§ **PROBLEM DESCRIPTION**
Over all lines in the data below, count those holding "total" and give only the result.
=======
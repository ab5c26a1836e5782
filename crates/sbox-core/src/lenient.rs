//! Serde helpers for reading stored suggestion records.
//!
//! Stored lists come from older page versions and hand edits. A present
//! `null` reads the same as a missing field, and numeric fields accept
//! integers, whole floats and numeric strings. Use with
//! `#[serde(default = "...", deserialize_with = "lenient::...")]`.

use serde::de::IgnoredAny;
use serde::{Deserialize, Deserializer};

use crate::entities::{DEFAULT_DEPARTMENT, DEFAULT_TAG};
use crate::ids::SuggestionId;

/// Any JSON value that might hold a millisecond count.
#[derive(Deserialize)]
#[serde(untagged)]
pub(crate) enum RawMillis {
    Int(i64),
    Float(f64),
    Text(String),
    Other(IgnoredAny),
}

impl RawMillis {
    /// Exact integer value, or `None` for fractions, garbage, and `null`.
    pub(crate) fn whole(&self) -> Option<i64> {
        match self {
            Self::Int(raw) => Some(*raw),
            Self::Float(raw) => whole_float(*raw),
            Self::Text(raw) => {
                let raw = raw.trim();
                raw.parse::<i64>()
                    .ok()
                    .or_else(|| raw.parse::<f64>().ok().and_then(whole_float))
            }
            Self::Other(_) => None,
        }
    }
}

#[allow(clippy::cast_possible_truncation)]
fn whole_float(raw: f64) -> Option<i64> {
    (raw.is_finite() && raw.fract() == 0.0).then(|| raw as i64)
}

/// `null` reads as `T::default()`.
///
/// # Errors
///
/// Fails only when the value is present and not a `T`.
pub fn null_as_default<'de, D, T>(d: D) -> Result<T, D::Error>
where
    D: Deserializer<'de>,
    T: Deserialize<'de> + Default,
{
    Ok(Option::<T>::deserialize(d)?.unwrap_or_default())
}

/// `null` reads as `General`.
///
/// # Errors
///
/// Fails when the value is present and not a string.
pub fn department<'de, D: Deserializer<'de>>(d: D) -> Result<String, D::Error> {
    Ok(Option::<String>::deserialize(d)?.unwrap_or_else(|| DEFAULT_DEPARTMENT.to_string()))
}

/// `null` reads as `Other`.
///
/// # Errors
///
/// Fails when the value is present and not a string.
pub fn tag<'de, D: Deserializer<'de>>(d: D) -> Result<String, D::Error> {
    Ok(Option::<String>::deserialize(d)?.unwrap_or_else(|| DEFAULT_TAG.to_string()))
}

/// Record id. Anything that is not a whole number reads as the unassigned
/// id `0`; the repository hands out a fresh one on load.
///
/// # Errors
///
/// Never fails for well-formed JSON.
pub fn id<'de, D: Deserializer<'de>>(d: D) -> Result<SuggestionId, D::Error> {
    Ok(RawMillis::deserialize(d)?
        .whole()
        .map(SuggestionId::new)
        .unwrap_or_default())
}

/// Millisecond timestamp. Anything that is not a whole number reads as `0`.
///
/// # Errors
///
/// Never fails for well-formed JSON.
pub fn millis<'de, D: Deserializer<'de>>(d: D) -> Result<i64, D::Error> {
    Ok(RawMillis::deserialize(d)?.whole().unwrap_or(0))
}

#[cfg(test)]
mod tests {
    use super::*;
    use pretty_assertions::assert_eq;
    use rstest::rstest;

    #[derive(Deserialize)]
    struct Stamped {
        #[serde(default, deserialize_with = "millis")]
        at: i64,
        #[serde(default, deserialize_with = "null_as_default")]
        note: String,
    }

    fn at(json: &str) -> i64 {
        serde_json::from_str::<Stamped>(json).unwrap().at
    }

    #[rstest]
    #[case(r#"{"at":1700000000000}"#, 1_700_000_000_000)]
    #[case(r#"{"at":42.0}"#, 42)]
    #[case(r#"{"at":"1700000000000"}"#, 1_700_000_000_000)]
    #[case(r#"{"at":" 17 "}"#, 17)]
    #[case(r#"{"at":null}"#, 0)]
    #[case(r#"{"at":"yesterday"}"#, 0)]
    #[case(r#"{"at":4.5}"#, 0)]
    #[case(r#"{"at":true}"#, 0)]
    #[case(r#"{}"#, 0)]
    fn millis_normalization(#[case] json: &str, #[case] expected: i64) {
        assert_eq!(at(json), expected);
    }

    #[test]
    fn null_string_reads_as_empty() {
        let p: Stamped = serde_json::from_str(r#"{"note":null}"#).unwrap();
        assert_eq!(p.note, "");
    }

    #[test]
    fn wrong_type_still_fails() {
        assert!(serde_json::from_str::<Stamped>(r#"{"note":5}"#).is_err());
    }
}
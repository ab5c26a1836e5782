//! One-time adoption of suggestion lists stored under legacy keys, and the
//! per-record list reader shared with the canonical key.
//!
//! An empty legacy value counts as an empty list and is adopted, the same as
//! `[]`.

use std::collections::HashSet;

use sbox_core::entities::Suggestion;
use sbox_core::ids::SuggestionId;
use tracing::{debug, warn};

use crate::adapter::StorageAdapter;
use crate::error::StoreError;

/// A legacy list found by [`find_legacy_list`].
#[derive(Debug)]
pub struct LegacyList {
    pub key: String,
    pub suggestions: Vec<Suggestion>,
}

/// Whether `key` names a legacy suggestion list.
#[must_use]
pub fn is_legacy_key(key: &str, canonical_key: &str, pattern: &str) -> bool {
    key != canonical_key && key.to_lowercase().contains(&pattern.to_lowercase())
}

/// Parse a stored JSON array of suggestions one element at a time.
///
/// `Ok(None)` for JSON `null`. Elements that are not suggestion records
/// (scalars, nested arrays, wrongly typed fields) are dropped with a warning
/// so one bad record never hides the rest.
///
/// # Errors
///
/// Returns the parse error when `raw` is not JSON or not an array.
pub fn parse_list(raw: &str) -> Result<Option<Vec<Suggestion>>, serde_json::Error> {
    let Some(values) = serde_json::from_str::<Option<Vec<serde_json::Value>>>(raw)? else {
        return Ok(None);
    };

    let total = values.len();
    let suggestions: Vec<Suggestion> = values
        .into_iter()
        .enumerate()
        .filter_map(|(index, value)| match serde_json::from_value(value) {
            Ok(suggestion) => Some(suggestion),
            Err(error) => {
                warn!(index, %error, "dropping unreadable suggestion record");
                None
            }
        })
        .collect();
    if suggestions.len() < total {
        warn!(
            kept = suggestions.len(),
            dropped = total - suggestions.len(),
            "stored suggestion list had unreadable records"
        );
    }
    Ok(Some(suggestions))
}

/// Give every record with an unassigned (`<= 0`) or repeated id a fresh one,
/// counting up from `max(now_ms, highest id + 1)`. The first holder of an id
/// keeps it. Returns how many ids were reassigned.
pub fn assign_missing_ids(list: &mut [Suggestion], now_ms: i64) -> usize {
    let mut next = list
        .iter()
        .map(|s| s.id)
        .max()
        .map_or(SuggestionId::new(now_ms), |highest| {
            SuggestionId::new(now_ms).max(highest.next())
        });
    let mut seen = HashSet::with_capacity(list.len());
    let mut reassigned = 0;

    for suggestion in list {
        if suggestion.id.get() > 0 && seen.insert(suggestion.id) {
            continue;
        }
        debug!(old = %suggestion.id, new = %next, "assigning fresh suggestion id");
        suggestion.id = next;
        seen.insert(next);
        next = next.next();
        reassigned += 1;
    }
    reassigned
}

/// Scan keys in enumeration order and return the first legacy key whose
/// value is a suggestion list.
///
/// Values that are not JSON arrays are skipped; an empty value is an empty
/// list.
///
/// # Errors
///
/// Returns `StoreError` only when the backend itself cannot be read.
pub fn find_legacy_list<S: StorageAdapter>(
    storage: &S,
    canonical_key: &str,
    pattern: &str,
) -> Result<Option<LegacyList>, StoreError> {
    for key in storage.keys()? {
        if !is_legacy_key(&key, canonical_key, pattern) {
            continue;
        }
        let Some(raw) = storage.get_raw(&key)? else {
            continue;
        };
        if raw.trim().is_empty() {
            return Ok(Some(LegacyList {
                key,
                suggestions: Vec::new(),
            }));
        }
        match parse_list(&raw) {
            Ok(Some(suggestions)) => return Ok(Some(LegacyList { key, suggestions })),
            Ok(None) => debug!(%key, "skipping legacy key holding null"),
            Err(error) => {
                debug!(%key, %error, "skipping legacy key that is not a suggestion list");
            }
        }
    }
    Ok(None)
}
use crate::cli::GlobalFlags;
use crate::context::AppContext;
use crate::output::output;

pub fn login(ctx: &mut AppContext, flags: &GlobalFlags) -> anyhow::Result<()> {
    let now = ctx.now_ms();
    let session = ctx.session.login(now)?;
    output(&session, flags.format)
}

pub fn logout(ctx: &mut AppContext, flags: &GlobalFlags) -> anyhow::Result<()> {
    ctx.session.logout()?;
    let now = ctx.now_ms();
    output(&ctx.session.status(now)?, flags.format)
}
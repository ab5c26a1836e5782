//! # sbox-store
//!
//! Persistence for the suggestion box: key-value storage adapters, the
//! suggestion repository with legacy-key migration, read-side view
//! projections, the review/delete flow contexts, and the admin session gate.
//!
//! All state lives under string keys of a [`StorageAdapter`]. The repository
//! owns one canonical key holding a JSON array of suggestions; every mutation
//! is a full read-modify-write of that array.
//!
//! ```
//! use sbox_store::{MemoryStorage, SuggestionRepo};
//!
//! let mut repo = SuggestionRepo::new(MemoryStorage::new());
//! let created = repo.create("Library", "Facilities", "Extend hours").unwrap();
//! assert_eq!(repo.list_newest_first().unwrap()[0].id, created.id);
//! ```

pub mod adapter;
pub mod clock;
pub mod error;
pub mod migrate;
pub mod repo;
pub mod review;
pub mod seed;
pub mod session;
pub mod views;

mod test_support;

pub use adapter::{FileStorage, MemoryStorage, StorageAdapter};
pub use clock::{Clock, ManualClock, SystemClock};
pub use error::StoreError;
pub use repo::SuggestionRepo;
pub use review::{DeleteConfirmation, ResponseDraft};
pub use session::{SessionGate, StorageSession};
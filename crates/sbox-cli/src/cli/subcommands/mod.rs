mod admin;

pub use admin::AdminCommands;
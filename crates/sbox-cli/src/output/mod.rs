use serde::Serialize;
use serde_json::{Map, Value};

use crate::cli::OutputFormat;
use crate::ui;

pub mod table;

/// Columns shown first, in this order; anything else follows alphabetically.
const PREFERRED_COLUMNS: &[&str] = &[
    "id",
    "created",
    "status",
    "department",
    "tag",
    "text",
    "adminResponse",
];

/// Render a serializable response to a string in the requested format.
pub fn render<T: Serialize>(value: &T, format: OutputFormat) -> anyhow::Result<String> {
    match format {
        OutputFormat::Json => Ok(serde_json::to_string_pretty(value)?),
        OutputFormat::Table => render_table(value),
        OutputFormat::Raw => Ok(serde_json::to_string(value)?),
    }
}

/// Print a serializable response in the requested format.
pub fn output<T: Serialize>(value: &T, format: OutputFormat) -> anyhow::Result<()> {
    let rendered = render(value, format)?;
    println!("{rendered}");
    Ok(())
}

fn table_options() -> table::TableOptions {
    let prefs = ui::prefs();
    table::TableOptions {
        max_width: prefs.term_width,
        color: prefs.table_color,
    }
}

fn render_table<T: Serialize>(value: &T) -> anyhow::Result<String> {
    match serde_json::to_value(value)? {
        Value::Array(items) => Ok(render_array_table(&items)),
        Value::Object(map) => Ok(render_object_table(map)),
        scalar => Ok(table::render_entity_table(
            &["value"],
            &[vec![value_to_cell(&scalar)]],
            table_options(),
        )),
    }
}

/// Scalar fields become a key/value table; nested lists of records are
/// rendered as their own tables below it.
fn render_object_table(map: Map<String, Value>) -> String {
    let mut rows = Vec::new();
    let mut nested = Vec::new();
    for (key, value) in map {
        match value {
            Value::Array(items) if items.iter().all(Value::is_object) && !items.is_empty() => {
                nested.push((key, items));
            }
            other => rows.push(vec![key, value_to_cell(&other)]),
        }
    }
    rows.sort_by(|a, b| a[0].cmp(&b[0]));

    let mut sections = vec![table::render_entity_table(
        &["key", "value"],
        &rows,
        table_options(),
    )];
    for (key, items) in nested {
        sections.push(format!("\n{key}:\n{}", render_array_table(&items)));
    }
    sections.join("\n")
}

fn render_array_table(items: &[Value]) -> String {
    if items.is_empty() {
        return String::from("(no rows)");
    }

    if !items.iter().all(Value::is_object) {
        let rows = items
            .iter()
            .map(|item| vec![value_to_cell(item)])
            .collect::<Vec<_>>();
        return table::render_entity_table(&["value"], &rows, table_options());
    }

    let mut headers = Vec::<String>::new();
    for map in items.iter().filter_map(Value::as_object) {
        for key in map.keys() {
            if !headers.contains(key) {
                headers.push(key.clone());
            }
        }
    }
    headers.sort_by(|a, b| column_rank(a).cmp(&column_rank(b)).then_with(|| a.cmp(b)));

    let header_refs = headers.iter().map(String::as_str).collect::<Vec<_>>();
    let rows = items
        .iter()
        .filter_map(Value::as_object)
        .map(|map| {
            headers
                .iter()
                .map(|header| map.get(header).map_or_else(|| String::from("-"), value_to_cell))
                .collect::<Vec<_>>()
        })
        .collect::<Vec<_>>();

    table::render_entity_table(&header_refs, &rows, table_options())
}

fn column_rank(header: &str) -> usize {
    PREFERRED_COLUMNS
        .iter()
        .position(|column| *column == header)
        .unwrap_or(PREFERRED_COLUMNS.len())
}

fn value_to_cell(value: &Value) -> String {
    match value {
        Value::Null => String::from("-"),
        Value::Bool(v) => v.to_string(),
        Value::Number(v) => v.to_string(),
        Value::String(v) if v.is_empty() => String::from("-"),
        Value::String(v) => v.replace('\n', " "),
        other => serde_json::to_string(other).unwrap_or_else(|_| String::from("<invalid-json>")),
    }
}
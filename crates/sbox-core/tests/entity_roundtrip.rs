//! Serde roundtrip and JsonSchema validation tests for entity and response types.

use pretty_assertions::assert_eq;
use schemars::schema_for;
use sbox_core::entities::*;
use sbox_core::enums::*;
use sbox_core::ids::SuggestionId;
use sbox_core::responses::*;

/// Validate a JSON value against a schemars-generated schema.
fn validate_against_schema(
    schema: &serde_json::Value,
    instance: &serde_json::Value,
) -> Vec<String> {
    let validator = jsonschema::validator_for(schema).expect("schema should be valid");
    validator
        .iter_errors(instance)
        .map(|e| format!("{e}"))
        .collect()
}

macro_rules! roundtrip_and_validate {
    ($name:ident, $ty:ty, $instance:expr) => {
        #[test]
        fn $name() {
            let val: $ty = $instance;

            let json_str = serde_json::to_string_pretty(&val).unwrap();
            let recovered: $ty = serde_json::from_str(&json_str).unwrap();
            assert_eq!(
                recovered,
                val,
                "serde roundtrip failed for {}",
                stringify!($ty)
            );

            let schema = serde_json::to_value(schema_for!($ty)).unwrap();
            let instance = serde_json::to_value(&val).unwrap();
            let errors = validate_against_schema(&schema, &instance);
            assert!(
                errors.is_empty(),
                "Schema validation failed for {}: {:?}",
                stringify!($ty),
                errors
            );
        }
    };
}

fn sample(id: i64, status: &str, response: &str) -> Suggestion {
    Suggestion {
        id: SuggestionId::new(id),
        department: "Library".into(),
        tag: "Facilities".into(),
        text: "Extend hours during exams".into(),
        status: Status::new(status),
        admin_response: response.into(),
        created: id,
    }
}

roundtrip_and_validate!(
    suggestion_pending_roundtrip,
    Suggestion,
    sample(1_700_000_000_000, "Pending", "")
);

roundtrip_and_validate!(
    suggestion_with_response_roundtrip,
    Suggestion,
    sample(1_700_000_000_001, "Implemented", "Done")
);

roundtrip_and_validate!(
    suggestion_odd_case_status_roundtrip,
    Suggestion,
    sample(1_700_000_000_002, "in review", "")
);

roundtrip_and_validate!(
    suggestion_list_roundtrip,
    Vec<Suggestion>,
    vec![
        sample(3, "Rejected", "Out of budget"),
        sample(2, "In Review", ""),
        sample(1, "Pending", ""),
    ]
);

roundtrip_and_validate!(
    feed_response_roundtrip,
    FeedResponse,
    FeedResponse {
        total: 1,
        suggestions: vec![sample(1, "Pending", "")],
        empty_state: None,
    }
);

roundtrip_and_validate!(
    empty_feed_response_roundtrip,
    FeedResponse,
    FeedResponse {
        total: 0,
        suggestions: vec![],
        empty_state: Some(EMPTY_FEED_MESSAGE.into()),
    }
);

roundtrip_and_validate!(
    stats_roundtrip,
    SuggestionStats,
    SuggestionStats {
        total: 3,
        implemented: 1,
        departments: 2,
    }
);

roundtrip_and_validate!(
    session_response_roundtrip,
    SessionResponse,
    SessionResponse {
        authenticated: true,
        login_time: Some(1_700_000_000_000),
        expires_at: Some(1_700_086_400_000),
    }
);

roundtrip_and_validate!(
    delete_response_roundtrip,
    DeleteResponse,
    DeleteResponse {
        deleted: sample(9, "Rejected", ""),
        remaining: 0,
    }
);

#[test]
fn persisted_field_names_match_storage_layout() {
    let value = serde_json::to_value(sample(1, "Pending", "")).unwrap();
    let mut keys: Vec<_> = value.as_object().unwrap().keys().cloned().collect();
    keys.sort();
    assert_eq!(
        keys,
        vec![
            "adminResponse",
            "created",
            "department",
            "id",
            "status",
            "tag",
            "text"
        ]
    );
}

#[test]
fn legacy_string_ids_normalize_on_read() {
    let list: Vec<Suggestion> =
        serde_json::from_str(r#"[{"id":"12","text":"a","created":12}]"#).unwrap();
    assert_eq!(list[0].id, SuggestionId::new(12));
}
=======
§ **EXERCISE RESULT**
6